◆ Assigned task: Once you have read the entries, copy all of them exactly.

◆ Data shown:

────────

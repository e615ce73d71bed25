/* ------------ room id → fan-out 迴圈 ------------ */
pub mod client;
pub mod room_hub;

use std::{collections::HashMap, sync::Arc};
use tokio::sync::{mpsc, oneshot, RwLock};
use tracing::{debug, warn};
use uuid::Uuid;

use crate::room::Role;
pub use room_hub::{Frame, Peer};
use room_hub::{RoomEvent, RoomHub};

/// Loops are created lazily on the first registration for a room. The map
/// lock guards only the id → mailbox table; each loop owns its own peers.
#[derive(Clone, Default)]
pub struct BroadcastDirectory {
    rooms: Arc<RwLock<HashMap<String, mpsc::Sender<RoomEvent>>>>,
}

impl BroadcastDirectory {
    async fn mailbox(&self, room_id: &str) -> Option<mpsc::Sender<RoomEvent>> {
        self.rooms.read().await.get(room_id).cloned()
    }

    pub async fn register(&self, room_id: &str, peer: Peer) {
        let mailbox = {
            let mut m = self.rooms.write().await;
            m.entry(room_id.to_owned())
                .or_insert_with(|| RoomHub::spawn(room_id.to_owned()))
                .clone()
        };
        if mailbox.send(RoomEvent::Register(peer)).await.is_err() {
            warn!(room = %room_id, "room hub gone before registration");
        }
    }

    /// No-op when the room has no loop or the peer is already gone.
    pub async fn unregister(&self, room_id: &str, peer_id: Uuid) {
        if let Some(mailbox) = self.mailbox(room_id).await {
            let _ = mailbox.send(RoomEvent::Unregister(peer_id)).await;
        }
    }

    /// Queues `frame` for every live connection of the room. Rooms nobody ever
    /// connected to are skipped; a full mailbox drops the frame.
    pub async fn broadcast(&self, room_id: &str, frame: impl Into<Frame>) {
        self.dispatch(room_id, RoomEvent::Broadcast(frame.into())).await;
    }

    /// Same as `broadcast`, but only connections that joined as `role` get it.
    pub async fn broadcast_to(&self, room_id: &str, role: Role, frame: impl Into<Frame>) {
        self.dispatch(room_id, RoomEvent::BroadcastTo(role, frame.into())).await;
    }

    async fn dispatch(&self, room_id: &str, ev: RoomEvent) {
        let Some(mailbox) = self.mailbox(room_id).await else {
            debug!(room = %room_id, "broadcast to room without connections");
            return;
        };
        if let Err(mpsc::error::TrySendError::Full(_)) = mailbox.try_send(ev) {
            warn!(room = %room_id, "room hub is full, skipping message");
        }
    }

    /// Tears down the room's loop; its connections see their queues close.
    pub async fn close(&self, room_id: &str) -> bool {
        self.rooms.write().await.remove(room_id).is_some()
    }

    /// Live connections in a room, 0 if it has no loop.
    pub async fn connections(&self, room_id: &str) -> usize {
        let Some(mailbox) = self.mailbox(room_id).await else { return 0 };
        let (tx, rx) = oneshot::channel();
        if mailbox.send(RoomEvent::Census(tx)).await.is_err() {
            return 0;
        }
        rx.await.unwrap_or(0)
    }
}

────────

◆ Expected answer:
repository e615ce73d71bed25
/* ------------ room id → fan-out 迴圈 ------------ */
pub mod client;
pub mod room_hub;

use std::{collections::HashMap, sync::Arc};
use tokio::sync::{mpsc, oneshot, RwLock};
use tracing::{debug, warn};
use uuid::Uuid;

use crate::room::Role;
pub use room_hub::{Frame, Peer};
use room_hub::{RoomEvent, RoomHub};

/// Loops are created lazily on the first registration for a room. The map
/// lock guards only the id → mailbox table; each loop owns its own peers.
#[derive(Clone, Default)]
pub struct BroadcastDirectory {
    rooms: Arc<RwLock<HashMap<String, mpsc::Sender<RoomEvent>>>>,
}

impl BroadcastDirectory {
    async fn mailbox(&self, room_id: &str) -> Option<mpsc::Sender<RoomEvent>> {
        self.rooms.read().await.get(room_id).cloned()
    }

    pub async fn register(&self, room_id: &str, peer: Peer) {
        let mailbox = {
            let mut m = self.rooms.write().await;
            m.entry(room_id.to_owned())
                .or_insert_with(|| RoomHub::spawn(room_id.to_owned()))
                .clone()
        };
        if mailbox.send(RoomEvent::Register(peer)).await.is_err() {
            warn!(room = %room_id, "room hub gone before registration");
        }
    }

    /// No-op when the room has no loop or the peer is already gone.
    pub async fn unregister(&self, room_id: &str, peer_id: Uuid) {
        if let Some(mailbox) = self.mailbox(room_id).await {
            let _ = mailbox.send(RoomEvent::Unregister(peer_id)).await;
        }
    }

    /// Queues `frame` for every live connection of the room. Rooms nobody ever
    /// connected to are skipped; a full mailbox drops the frame.
    pub async fn broadcast(&self, room_id: &str, frame: impl Into<Frame>) {
        self.dispatch(room_id, RoomEvent::Broadcast(frame.into())).await;
    }

    /// Same as `broadcast`, but only connections that joined as `role` get it.
    pub async fn broadcast_to(&self, room_id: &str, role: Role, frame: impl Into<Frame>) {
        self.dispatch(room_id, RoomEvent::BroadcastTo(role, frame.into())).await;
    }

    async fn dispatch(&self, room_id: &str, ev: RoomEvent) {
        let Some(mailbox) = self.mailbox(room_id).await else {
            debug!(room = %room_id, "broadcast to room without connections");
            return;
        };
        if let Err(mpsc::error::TrySendError::Full(_)) = mailbox.try_send(ev) {
            warn!(room = %room_id, "room hub is full, skipping message");
        }
    }

    /// Tears down the room's loop; its connections see their queues close.
    pub async fn close(&self, room_id: &str) -> bool {
        self.rooms.write().await.remove(room_id).is_some()
    }

    /// Live connections in a room, 0 if it has no loop.
    pub async fn connections(&self, room_id: &str) -> usize {
        let Some(mailbox) = self.mailbox(room_id).await else { return 0 };
        let (tx, rx) = oneshot::channel();
        if mailbox.send(RoomEvent::Census(tx)).await.is_err() {
            return 0;
        }
        rx.await.unwrap_or(0)
    }
}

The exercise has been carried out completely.